A select set of videos from the 2013 Foresight Technical Conference: Illuminating Atomic Precision, held January 11-13, 2013 in Palo Alto, have been made available on vimeo. Videos have been posted of those presentations for which the speakers have consented. Other presentations contained confidential information and will not be posted.
The 8th speaker at the Atomic Scale Devices session was Gerhard Klimeck. His talk was titled “Multi-Million Atom Simulations for Single Atom Transistor Structures” biography and abstracts, video – video length 26:37.

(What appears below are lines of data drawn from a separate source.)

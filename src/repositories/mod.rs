use tokio_postgres::error::SqlState;

use crate::errors::{ApiError, ValidationErrors};

pub mod follower_repository;
pub mod image_repository;
pub mod like_repository;
pub mod profile_repository;
pub mod trip_repository;

/// Convert unique/foreign-key violations raised by the store into
/// field-level validation errors; anything else stays a database error.
/// The unique constraint is what serializes concurrent duplicate inserts.
pub(crate) fn constraint_error(
    e: tokio_postgres::Error,
    duplicate_message: &str,
    reference_field: &str,
    reference_message: &str,
) -> ApiError {
    match e.code() {
        Some(code) if *code == SqlState::UNIQUE_VIOLATION => {
            let mut errors = ValidationErrors::new();
            errors.add("detail", duplicate_message);
            errors.into()
        }
        Some(code) if *code == SqlState::FOREIGN_KEY_VIOLATION => {
            let mut errors = ValidationErrors::new();
            errors.add(reference_field, reference_message);
            errors.into()
        }
        _ => ApiError::Database(e),
    }
}
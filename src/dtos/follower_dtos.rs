use chrono::{DateTime, Utc};
use serde::{Deserialize, Serialize};
use uuid::Uuid;

#[derive(Debug, Deserialize)]
pub struct CreateFollowerDTO {
    pub followed: Uuid,
}

#[derive(Debug, Serialize)]
pub struct FollowerOut {
    pub id: i64,
    pub owner_id: Uuid,
    pub owner_username: String,
    pub followed: Uuid,
    pub followed_name: String,
    pub created_at: DateTime<Utc>,
}
/// Errors raised by the core services and the document store.
///
/// The variants fall into three groups that the API layer maps to status codes:
/// validation (caller must resupply input), interaction (plan refused) and everything else,
/// which is a persistence failure.
#[derive(Debug, thiserror::Error)]
pub enum CdssError {
    #[error("Please provide all required fields.")]
    MissingRequiredFields,
    #[error("invalid input: {0}")]
    InvalidInput(String),
    #[error("{0}")]
    InteractionDetected(String),

    #[error("failed to create storage directory: {0}")]
    StorageDirCreation(std::io::Error),
    #[error("data directory does not exist: {}", path.display())]
    DataDirMissing { path: std::path::PathBuf },
    #[error("failed to write document: {0}")]
    FileWrite(std::io::Error),
    #[error("failed to read document: {0}")]
    FileRead(std::io::Error),
    #[error("failed to serialize document: {0}")]
    Serialization(serde_json::Error),
    #[error("failed to deserialize document {}: {source}", path.display())]
    Deserialization {
        path: std::path::PathBuf,
        #[source]
        source: serde_json::Error,
    },
    #[error("{collection} index points at a missing document: {key}")]
    DanglingIndex {
        collection: &'static str,
        key: String,
    },
    #[error("{collection} document under the digest of '{key}' belongs to another key")]
    KeyCollision {
        collection: &'static str,
        key: String,
    },
    #[error("storage path has no parent directory: {}", path.display())]
    InvalidStoragePath { path: std::path::PathBuf },
    #[error("invalid document id: {0}")]
    InvalidDocumentId(#[from] cdss_uuid::UuidError),
}

impl CdssError {
    /// True for errors the caller can fix by resubmitting different input.
    pub fn is_validation(&self) -> bool {
        matches!(
            self,
            CdssError::MissingRequiredFields | CdssError::InvalidInput(_)
        )
    }

    /// True when the plan was refused by the interaction check.
    pub fn is_conflict(&self) -> bool {
        matches!(self, CdssError::InteractionDetected(_))
    }
}

pub type CdssResult<T> = std::result::Result<T, CdssError>;
//! Conversions from core documents to wire types.

use api_shared::{MedicationRes, PatientSummaryRes, PlanRes, PopulatedPlanRes};
use cdss_core::{Medication, MedicationPlan, PatientSummary, PopulatedPlan};
use chrono::{DateTime, SecondsFormat, Utc};

fn timestamp(at: DateTime<Utc>) -> String {
    at.to_rfc3339_opts(SecondsFormat::Millis, true)
}

fn timestamps(list: Vec<DateTime<Utc>>) -> Vec<String> {
    list.into_iter().map(timestamp).collect()
}

pub(crate) fn plan(plan: MedicationPlan) -> PlanRes {
    PlanRes {
        id: plan.id.to_string(),
        patient: plan.patient.into_inner(),
        medication: plan.medication.to_string(),
        schedule: plan.schedule.into_inner(),
        doses_taken: timestamps(plan.doses_taken),
        is_active: plan.is_active,
        created_at: timestamp(plan.created_at),
        updated_at: timestamp(plan.updated_at),
    }
}

fn patient_summary(patient: PatientSummary) -> PatientSummaryRes {
    PatientSummaryRes {
        id: patient.id.into_inner(),
        name: patient.name,
    }
}

fn medication(medication: Medication) -> MedicationRes {
    MedicationRes {
        id: medication.id.to_string(),
        name: medication.name.into_inner(),
        dosage: medication.dosage.into_inner(),
        medication_type: medication.medication_type.to_string(),
        ingredients: medication.ingredients,
        created_at: timestamp(medication.created_at),
        updated_at: timestamp(medication.updated_at),
    }
}

pub(crate) fn populated_plan(plan: PopulatedPlan) -> PopulatedPlanRes {
    PopulatedPlanRes {
        id: plan.id.to_string(),
        patient: plan.patient.map(patient_summary),
        medication: plan.medication.map(medication),
        schedule: plan.schedule.into_inner(),
        doses_taken: timestamps(plan.doses_taken),
        is_active: plan.is_active,
        created_at: timestamp(plan.created_at),
        updated_at: timestamp(plan.updated_at),
    }
}
//! Medication plan service.
//!
//! Orchestrates a plan submission: find-or-create the patient and the medication, run the
//! interaction check, and only then write the plan. Also provides the populated plan listing.
//!
//! There is no rollback. If the plan write fails (or the interaction check refuses the plan)
//! after a patient or medication was created, those records stay.

use crate::constants::PLACEHOLDER_PATIENT_PREFIX;
use crate::interactions::{self, InteractionResult};
use crate::models::{Medication, MedicationPlan, Patient, PatientSummary, PopulatedPlan};
use crate::store::{DocumentStore, PlanFilter};
use crate::validation::{AddPlanInput, ValidatedPlanInput};
use crate::{CdssError, CdssResult, NonEmptyText};
use std::sync::Arc;

/// Plan operations over an injected document store. Cheap to clone.
#[derive(Clone, Debug)]
pub struct PlanService {
    store: Arc<DocumentStore>,
}

impl PlanService {
    pub fn new(store: Arc<DocumentStore>) -> Self {
        Self { store }
    }

    pub fn store(&self) -> &DocumentStore {
        &self.store
    }

    /// Validates and stores a new medication plan.
    ///
    /// # Errors
    ///
    /// - [`CdssError::MissingRequiredFields`] / [`CdssError::InvalidInput`] before anything is
    ///   written.
    /// - [`CdssError::InteractionDetected`] carrying the interaction message; the plan is not
    ///   written.
    /// - Any store error, unchanged.
    pub fn add_plan(&self, input: AddPlanInput) -> CdssResult<MedicationPlan> {
        let input = input.validate()?;

        let patient = self.find_or_create_patient(&input.patient_id)?;
        let medication = self.find_or_create_medication(&input)?;

        let InteractionResult { interacts, message } =
            interactions::check_drug_interactions(&self.store, &medication, &patient.id)?;
        if interacts {
            let message = message.unwrap_or_default();
            tracing::warn!(
                "plan for patient '{}' refused: {}",
                patient.id,
                message
            );
            return Err(CdssError::InteractionDetected(message));
        }

        let plan = MedicationPlan::new(patient.id, medication.id, input.schedule);
        self.store.insert_plan(&plan)?;
        tracing::info!(
            "created plan {} for patient '{}' with medication '{}'",
            plan.id,
            plan.patient,
            medication.name
        );

        Ok(plan)
    }

    /// Runs the interaction check for a medication name without writing anything.
    pub fn check_interactions(
        &self,
        medication_name: &NonEmptyText,
        patient_id: &NonEmptyText,
    ) -> CdssResult<InteractionResult> {
        match self.store.find_medication_by_name(medication_name)? {
            Some(medication) => {
                interactions::check_drug_interactions(&self.store, &medication, patient_id)
            }
            None => interactions::check_candidate_name(
                &self.store,
                medication_name.as_str(),
                patient_id,
            ),
        }
    }

    /// Returns every plan with its patient and medication resolved, oldest first.
    ///
    /// A dangling reference is reported as `None` and logged rather than failing the listing.
    pub fn list_plans(&self) -> CdssResult<Vec<PopulatedPlan>> {
        let plans = self.store.find_plans(PlanFilter::default())?;

        let mut populated = Vec::with_capacity(plans.len());
        for plan in plans {
            let patient = self.store.find_patient(&plan.patient)?;
            if patient.is_none() {
                tracing::warn!("plan {} references missing patient '{}'", plan.id, plan.patient);
            }
            let medication = self.store.find_medication(&plan.medication)?;
            if medication.is_none() {
                tracing::warn!(
                    "plan {} references missing medication {}",
                    plan.id,
                    plan.medication
                );
            }

            populated.push(PopulatedPlan {
                id: plan.id,
                patient: patient.map(PatientSummary::from),
                medication,
                schedule: plan.schedule,
                doses_taken: plan.doses_taken,
                is_active: plan.is_active,
                created_at: plan.created_at,
                updated_at: plan.updated_at,
            });
        }

        Ok(populated)
    }

    /// Finds the patient, or creates one with a placeholder display name.
    ///
    /// The placeholder stands in for real patient registration, which this system does not
    /// have. Do not build on it.
    fn find_or_create_patient(&self, id: &NonEmptyText) -> CdssResult<Patient> {
        if let Some(patient) = self.store.find_patient(id)? {
            return Ok(patient);
        }

        let name = format!("{}{}", PLACEHOLDER_PATIENT_PREFIX, id);
        tracing::info!("creating placeholder patient '{}'", id);
        self.store
            .insert_patient_or_get(Patient::new(id.clone(), name))
    }

    /// Finds the medication by exact name, or creates it from the submission.
    ///
    /// An existing medication is returned as stored: the submitted dosage, type and
    /// ingredients only apply to a new record.
    fn find_or_create_medication(&self, input: &ValidatedPlanInput) -> CdssResult<Medication> {
        if let Some(medication) = self.store.find_medication_by_name(&input.medication_name)? {
            return Ok(medication);
        }

        tracing::info!("creating medication '{}'", input.medication_name);
        self.store.insert_medication_or_get(Medication::new(
            input.medication_name.clone(),
            input.dosage.clone(),
            input.medication_type,
            input.ingredients.clone(),
        ))
    }
}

From an electrical engineer’s perspective, Prof. Klimeck began with the observation that over the years the number of transistors on a chip has increased exponentially to more than two billion transistors on a chip, but for the last six to eight year the clock speed has not increased beyond two gigahertz because the power consumption on the chip, about 100 watts per square centimeter, limits the clock speed. Currently the major contribution to this power consumption is “static power”—the power leaking through the transistor whether it is switching or not. The amount of leakage is a fundamental limit of the thermal distribution of charge carriers in the CMOS chip. A solution would be to develop a tunneling transistor that is no longer thermally limited, but instead gives current flow in a narrow energy window. Modeling potential solutions, such as a double gate or a nanowire, to see how current flow can be modulated by the gate of transistor requires an atomistic modeling tool. We and others have shown that nanowire gates can dramatically reduce voltage, so that tunneling transistors may be able to solve the power consumption problem, but perhaps only for a short time. One multi-gate device called a finFET depends on a thin silicon “fin”, so that although the device is nominally a 22-nm device, the active region is only 8 nm wide—64 atoms. In devices currently of interest the number of critical atoms can be as low as 14. This is the reason Klimeck’s group has been building their NEMO (NanoElectronicMOdeling) tool. Further, the number of electrons under the gate in today’s technology is already in the hundreds and is rapidly approaching the tens. So the regime of single electron and quantum dot devices is not so far away. Thus Klimeck’s NEMO tool spans the range from modeling current devices to designing single electron and quantum dot devices.
Klimeck presented examples where they have seen single electron effects in finFETs. They are able to fingerprint the devices and with modeling identify impurities due to the presence of arsenic atoms instead of phosphorous atoms.Another device called a coulomb diamond allows identification of the number of electrons sitting in the device. Modeling a device built by Michelle Simmons of the University of New South Wales, Australia, they were able to show that the device was a single atom transistor, but in this case, it was not an erroneous atom in a finFET, but rather a single atom that Michelle had deliberately placed. Have been working with Michelle Simmons to understand the electronic structures of these device components: 2D sheets, nanowires, single atom impurities. They were able to show, for example, that Ohm’s Law held for a nanowire four atoms wide and one atom tall [“Ohm’s Law Survives to the
Atomic Scale” B. Weber et al. Science 335: 64-67 (212)]. The NEMO tool has been validated against other theories, but what these theories cannot do is increase the size of the domain modeled and look at disorder. Likewise, the potential can be calculated for single electron devices by looking at the potential over a large domain. The NEMO tool has been developed over 18 years and multiple generations of code to model the devices one atom at a time. Currently the group working on NEMO 5 includes 6 professionals and 21 students working on the code. It scales to the peta scale and can run on 220,000 cores, so that running for one hour is like running for 25 years on a single CPU. These programs are available on nanoHUB, the largest user facility in the world, with 250,000 users.
Prof. Klimeck briefly described the methodology used for NEMO as representing atoms by tight binding so that they could look at valence electrons in general. They can include strain and deformations of the crystal, etc. to get eigenstates. Non-equilibrium Green’s functions are used to treat quantum transport including nuclear interactions, etc. A rate equation approach is used for coulomb blockade-type things. The key element is doing an electrostatic calculation over a huge domain that considers all the charges and all the effects of gates around it.